WHAT YOU SHOULD DO -
Starting with the line that contains "use std::future::Future;" and stopping after the line that contains "fn from(settings: &DatabaseSettings)", copy the entries below exactly. Include nothing else.

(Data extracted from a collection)

━━━━━━━━━━━━━━━━━━━━━━━━━━━━━━

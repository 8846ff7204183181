#[cfg(feature = "cli")]
use std::sync::Mutex;
#[cfg(feature = "cli")]
use std::time::{Duration, Instant};
#[cfg(feature = "cli")]
use sysinfo::{Pid, ProcessesToUpdate, System};

#[cfg(feature = "cli")]
#[derive(Debug, Clone)]
pub struct StageStats {
    pub cpu_usage: f32,
    pub memory_usage_mb: u64,
    pub peak_memory_mb: u64,
    pub stage_time: Duration,
    pub elapsed_time: Duration,
}

/// Per-stage resource usage of the running pipeline process.
#[cfg(feature = "cli")]
pub struct StageMonitor {
    system: Mutex<System>,
    pid: Option<Pid>,
    start_time: Instant,
    last_mark: Mutex<Instant>,
    peak_memory: Mutex<u64>,
    enabled: bool,
}

#[cfg(feature = "cli")]
impl StageMonitor {
    pub fn new(enabled: bool) -> Self {
        let pid = if enabled {
            sysinfo::get_current_pid().ok()
        } else {
            None
        };
        let now = Instant::now();

        Self {
            system: Mutex::new(System::new()),
            pid,
            start_time: now,
            last_mark: Mutex::new(now),
            peak_memory: Mutex::new(0),
            enabled,
        }
    }

    pub fn sample(&self) -> Option<StageStats> {
        if !self.enabled {
            return None;
        }
        let pid = self.pid?;

        let mut system = self.system.lock().ok()?;
        system.refresh_processes(ProcessesToUpdate::Some(&[pid]), true);
        let process = system.process(pid)?;
        let memory_mb = process.memory() / 1024 / 1024;

        let mut peak = self.peak_memory.lock().ok()?;
        *peak = (*peak).max(memory_mb);

        let mut last = self.last_mark.lock().ok()?;
        let stage_time = last.elapsed();
        *last = Instant::now();

        Some(StageStats {
            cpu_usage: process.cpu_usage(),
            memory_usage_mb: memory_mb,
            peak_memory_mb: *peak,
            stage_time,
            elapsed_time: self.start_time.elapsed(),
        })
    }

    pub fn log_stage(&self, stage: &str) {
        if let Some(stats) = self.sample() {
            tracing::info!(
                stage,
                cpu = stats.cpu_usage,
                memory_mb = stats.memory_usage_mb,
                peak_mb = stats.peak_memory_mb,
                "📊 {} took {:?} (total {:?})",
                stage,
                stats.stage_time,
                stats.elapsed_time
            );
        }
    }

    pub fn log_final(&self) {
        if let Some(stats) = self.sample() {
            tracing::info!(
                "📊 Run finished in {:?}, peak memory {}MB",
                stats.elapsed_time,
                stats.peak_memory_mb
            );
        }
    }

    pub fn is_enabled(&self) -> bool {
        self.enabled
    }
}

#[cfg(feature = "cli")]
impl Default for StageMonitor {
    fn default() -> Self {
        Self::new(false)
    }
}

// Without the cli feature there is no sysinfo; monitoring is a no-op.
#[cfg(not(feature = "cli"))]
#[derive(Default)]
pub struct StageMonitor;

#[cfg(not(feature = "cli"))]
impl StageMonitor {
    pub fn new(_enabled: bool) -> Self {
        Self
    }

    pub fn log_stage(&self, _stage: &str) {}

    pub fn log_final(&self) {}

    pub fn is_enabled(&self) -> bool {
        false
    }
}
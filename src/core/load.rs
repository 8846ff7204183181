use crate::config::DatabaseSettings;
use crate::domain::model::{LoadOutcome, RowSet, Verification};
use crate::domain::ports::{RowStore, StoreConnector};
use crate::utils::error::{EtlError, Result};
use std::future::Future;
use std::time::Duration;

/// Fixed-delay retry used when acquiring a storage connection.
#[derive(Debug, Clone, Copy, PartialEq, Eq)]
pub struct RetryPolicy {
    pub max_attempts: u32,
    pub delay: Duration,
}

impl RetryPolicy {
    pub fn new(max_attempts: u32, delay: Duration) -> Self {
        Self {
            max_attempts: max_attempts.max(1),
            delay,
        }
    }
}

impl Default for RetryPolicy {
    fn default() -> Self {
        Self::new(
            crate::config::DEFAULT_CONNECT_ATTEMPTS,
            Duration::from_secs(crate::config::DEFAULT_CONNECT_DELAY_SECS),
        )
    }
}

impl From<&DatabaseSettings> for RetryPolicy {
    fn from(settings: &DatabaseSettings) -> Self {
        Self::new(settings.connect_attempts, settings.connect_delay)
    }
}

/// Calls `attempt` until it succeeds or `policy.max_attempts` calls have failed,
/// sleeping `policy.delay` between calls. The last failure becomes a `ConnectionError`.
pub async fn connect_with_retry<T, F, Fut>(policy: RetryPolicy, mut attempt: F) -> Result<T>
where
    F: FnMut(u32) -> Fut,
    Fut: Future<Output = std::result::Result<T, sqlx::Error>>,
{
    let mut n = 1;
    loop {
        match attempt(n).await {
            Ok(value) => {
                tracing::info!("✅ Database connection established (attempt {})", n);
                return Ok(value);
            }
            Err(source) if n >= policy.max_attempts => {
                tracing::error!(
                    "🔴 Failed to connect to database after {} attempts: {}",
                    n,
                    source
                );
                return Err(EtlError::ConnectionError {
                    attempts: n,
                    source,
                });
            }
            Err(e) => {
                tracing::warn!(
                    "🔴 Connection failed (attempt {}/{}): {}. Retrying in {:?}",
                    n,
                    policy.max_attempts,
                    e,
                    policy.delay
                );
                tokio::time::sleep(policy.delay).await;
                n += 1;
            }
        }
    }
}

/// Full-replace loader for one target table.
pub struct Loader<C: StoreConnector> {
    connector: C,
    table: String,
    policy: RetryPolicy,
}

impl<C: StoreConnector> Loader<C> {
    pub fn new(connector: C, table: impl Into<String>, policy: RetryPolicy) -> Self {
        Self {
            connector,
            table: table.into(),
            policy,
        }
    }

    pub fn table(&self) -> &str {
        &self.table
    }

    pub async fn connect(&self) -> Result<C::Store> {
        connect_with_retry(self.policy, |_| self.connector.try_connect()).await
    }

    /// Replaces the table with `rows`. An empty row set leaves storage untouched.
    pub async fn load(&self, rows: &RowSet) -> Result<LoadOutcome> {
        if rows.is_empty() {
            tracing::warn!("🟡 No rows to load; leaving '{}' untouched", self.table);
            return Ok(LoadOutcome::Skipped);
        }

        let store = self.connect().await?;
        tracing::info!("Loading {} rows into '{}'", rows.len(), self.table);
        let written = store.replace_rows(&self.table, rows).await?;
        tracing::info!("✅ Table '{}' replaced with {} rows", self.table, written);
        Ok(LoadOutcome::Replaced { rows: written })
    }

    /// Counts rows in `table`. Never fails; problems come back as `ok == false`.
    pub async fn verify(&self, table: &str) -> Verification {
        let store = match self.connect().await {
            Ok(store) => store,
            Err(e) => {
                tracing::warn!("🔴 Verification skipped, database unavailable: {}", e);
                return Verification::failed(table);
            }
        };
        verify_table(&store, table).await
    }
}

pub async fn verify_table<S: RowStore>(store: &S, table: &str) -> Verification {
    match store.count_rows(table).await {
        Ok(count) => {
            tracing::info!("✨ Found {} records in the '{}' table", count, table);
            Verification {
                table: table.to_string(),
                count,
                ok: true,
            }
        }
        Err(e) => {
            tracing::warn!("🔴 Verification failed, table might not exist yet: {}", e);
            Verification::failed(table)
        }
    }
}
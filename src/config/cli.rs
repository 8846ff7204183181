use crate::config::{ConfigOverrides, PipelineConfig, TomlConfig};
use crate::utils::error::Result;
use clap::{Args, Parser};
use std::path::PathBuf;

#[derive(Debug, Clone, Default, Args)]
pub struct DatabaseArgs {
    /// Full connection URL (postgres://... or sqlite://...); overrides the parts below
    #[arg(long, env = "DATABASE_URL", hide_env_values = true)]
    pub database_url: Option<String>,

    #[arg(long, env = "DB_HOST")]
    pub db_host: Option<String>,

    #[arg(long, env = "DB_PORT")]
    pub db_port: Option<u16>,

    #[arg(long, env = "DB_USER")]
    pub db_user: Option<String>,

    #[arg(long, env = "DB_PASSWORD", hide_env_values = true)]
    pub db_password: Option<String>,

    #[arg(long, env = "DB_NAME")]
    pub db_name: Option<String>,

    /// Target table
    #[arg(long, env = "NEO_TABLE")]
    pub table: Option<String>,

    /// Connection attempts before giving up
    #[arg(long)]
    pub connect_attempts: Option<u32>,

    /// Seconds to wait between connection attempts
    #[arg(long)]
    pub connect_delay: Option<u64>,
}

impl DatabaseArgs {
    fn fill(&self, overrides: &mut ConfigOverrides) {
        overrides.database_url = self.database_url.clone();
        overrides.db_host = self.db_host.clone();
        overrides.db_port = self.db_port;
        overrides.db_user = self.db_user.clone();
        overrides.db_password = self.db_password.clone();
        overrides.db_name = self.db_name.clone();
        overrides.table = self.table.clone();
        overrides.connect_attempts = self.connect_attempts;
        overrides.connect_delay_secs = self.connect_delay;
    }
}

#[derive(Debug, Clone, Parser)]
#[command(name = "neo-etl")]
#[command(about = "Load near-Earth-object close approaches from the NASA NeoWs feed into a table")]
pub struct CliConfig {
    /// Optional TOML configuration file
    #[arg(short, long, env = "NEO_ETL_CONFIG")]
    pub config: Option<PathBuf>,

    /// NeoWs feed endpoint
    #[arg(long, env = "NEO_FEED_URL")]
    pub feed_url: Option<String>,

    #[arg(long, env = "NASA_API_KEY", hide_env_values = true)]
    pub api_key: Option<String>,

    /// Feed request timeout in seconds
    #[arg(long, env = "NEO_REQUEST_TIMEOUT")]
    pub request_timeout: Option<u64>,

    /// First day of the range (YYYY-MM-DD)
    #[arg(long, env = "START_DATE")]
    pub start_date: Option<String>,

    /// Last day of the range (YYYY-MM-DD)
    #[arg(long, env = "END_DATE")]
    pub end_date: Option<String>,

    /// Window length in days when no end date is given (starts today without a start date)
    #[arg(long, env = "NEO_DAYS")]
    pub days: Option<u64>,

    /// Directory for raw_neo_data.json and clean_neo_data.csv
    #[arg(long, env = "NEO_OUTPUT_DIR")]
    pub output_dir: Option<String>,

    #[command(flatten)]
    pub database: DatabaseArgs,

    #[arg(short, long, help = "Enable verbose output")]
    pub verbose: bool,

    #[arg(long, help = "Log per-stage CPU and memory usage")]
    pub monitor: bool,

    #[arg(long, help = "Emit logs as JSON lines")]
    pub log_json: bool,
}

impl CliConfig {
    pub fn overrides(&self) -> ConfigOverrides {
        let mut overrides = ConfigOverrides {
            feed_url: self.feed_url.clone(),
            api_key: self.api_key.clone(),
            request_timeout_secs: self.request_timeout,
            start_date: self.start_date.clone(),
            end_date: self.end_date.clone(),
            days: self.days,
            output_dir: self.output_dir.clone(),
            ..Default::default()
        };
        self.database.fill(&mut overrides);
        overrides
    }

    pub fn resolve(&self) -> Result<PipelineConfig> {
        let file = self
            .config
            .as_ref()
            .map(TomlConfig::from_file)
            .transpose()?;
        PipelineConfig::from_layers(file.as_ref(), self.overrides())
    }
}

#[derive(Debug, Clone, Parser)]
#[command(name = "neo-dashboard")]
#[command(about = "Show the loaded near-Earth-object table and summary metrics")]
pub struct DashboardCli {
    #[arg(short, long, env = "NEO_ETL_CONFIG")]
    pub config: Option<PathBuf>,

    #[command(flatten)]
    pub database: DatabaseArgs,

    /// Seconds a fetched table stays fresh
    #[arg(long, env = "NEO_CACHE_TTL")]
    pub cache_ttl: Option<u64>,

    /// Re-render every N seconds instead of exiting after one view
    #[arg(long)]
    pub watch: Option<u64>,

    /// Rows shown in the table section
    #[arg(long, default_value = "25")]
    pub limit: usize,

    #[arg(short, long, help = "Enable verbose output")]
    pub verbose: bool,
}

impl DashboardCli {
    pub fn overrides(&self) -> ConfigOverrides {
        let mut overrides = ConfigOverrides {
            cache_ttl_secs: self.cache_ttl,
            ..Default::default()
        };
        self.database.fill(&mut overrides);
        overrides
    }

    pub fn resolve(&self) -> Result<PipelineConfig> {
        let file = self
            .config
            .as_ref()
            .map(TomlConfig::from_file)
            .transpose()?;
        PipelineConfig::from_layers(file.as_ref(), self.overrides())
    }
}

#[cfg(test)]
mod tests {
    use super::*;

    #[test]
    fn test_cli_flags_override_defaults() {
        let cli = CliConfig::try_parse_from([
            "neo-etl",
            "--api-key",
            "DEMO_KEY",
            "--feed-url",
            "https://api.nasa.gov/neo/rest/v1/feed",
            "--start-date",
            "2024-01-01",
            "--end-date",
            "2024-01-02",
            "--database-url",
            "sqlite://neo.db?mode=rwc",
            "--connect-attempts",
            "2",
            "--days",
            "2",
            "--db-port",
            "5432",
            "--request-timeout",
            "30",
        ])
        .unwrap();

        // Layered without a file so an exported NEO_ETL_CONFIG cannot leak in.
        let config = PipelineConfig::from_layers(None, cli.overrides()).unwrap();
        assert_eq!(config.feed.api_key.as_deref(), Some("DEMO_KEY"));
        assert_eq!(config.end_date.unwrap().to_string(), "2024-01-02");
        assert_eq!(config.database.connect_attempts, 2);
        assert_eq!(config.days, Some(2));
        assert_eq!(
            config.database.connection_url().unwrap(),
            "sqlite://neo.db?mode=rwc"
        );
    }

    #[test]
    fn test_dashboard_cli_cache_ttl() {
        let cli = DashboardCli::try_parse_from([
            "neo-dashboard",
            "--cache-ttl",
            "30",
            "--db-port",
            "5432",
        ]).unwrap();
        let config = PipelineConfig::from_layers(None, cli.overrides()).unwrap();
        assert_eq!(config.cache_ttl, std::time::Duration::from_secs(30));
        assert_eq!(cli.limit, 25);
    }
}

━━━━━━━━━━━━━━━━━━━━━━━━━━━━━━

ANSWER BOX -
use std::future::Future;
use std::time::Duration;

/// Fixed-delay retry used when acquiring a storage connection.
#[derive(Debug, Clone, Copy, PartialEq, Eq)]
pub struct RetryPolicy {
    pub max_attempts: u32,
    pub delay: Duration,
}

impl RetryPolicy {
    pub fn new(max_attempts: u32, delay: Duration) -> Self {
        Self {
            max_attempts: max_attempts.max(1),
            delay,
        }
    }
}

impl Default for RetryPolicy {
    fn default() -> Self {
        Self::new(
            crate::config::DEFAULT_CONNECT_ATTEMPTS,
            Duration::from_secs(crate::config::DEFAULT_CONNECT_DELAY_SECS),
        )
    }
}

impl From<&DatabaseSettings> for RetryPolicy {
    fn from(settings: &DatabaseSettings) -> Self {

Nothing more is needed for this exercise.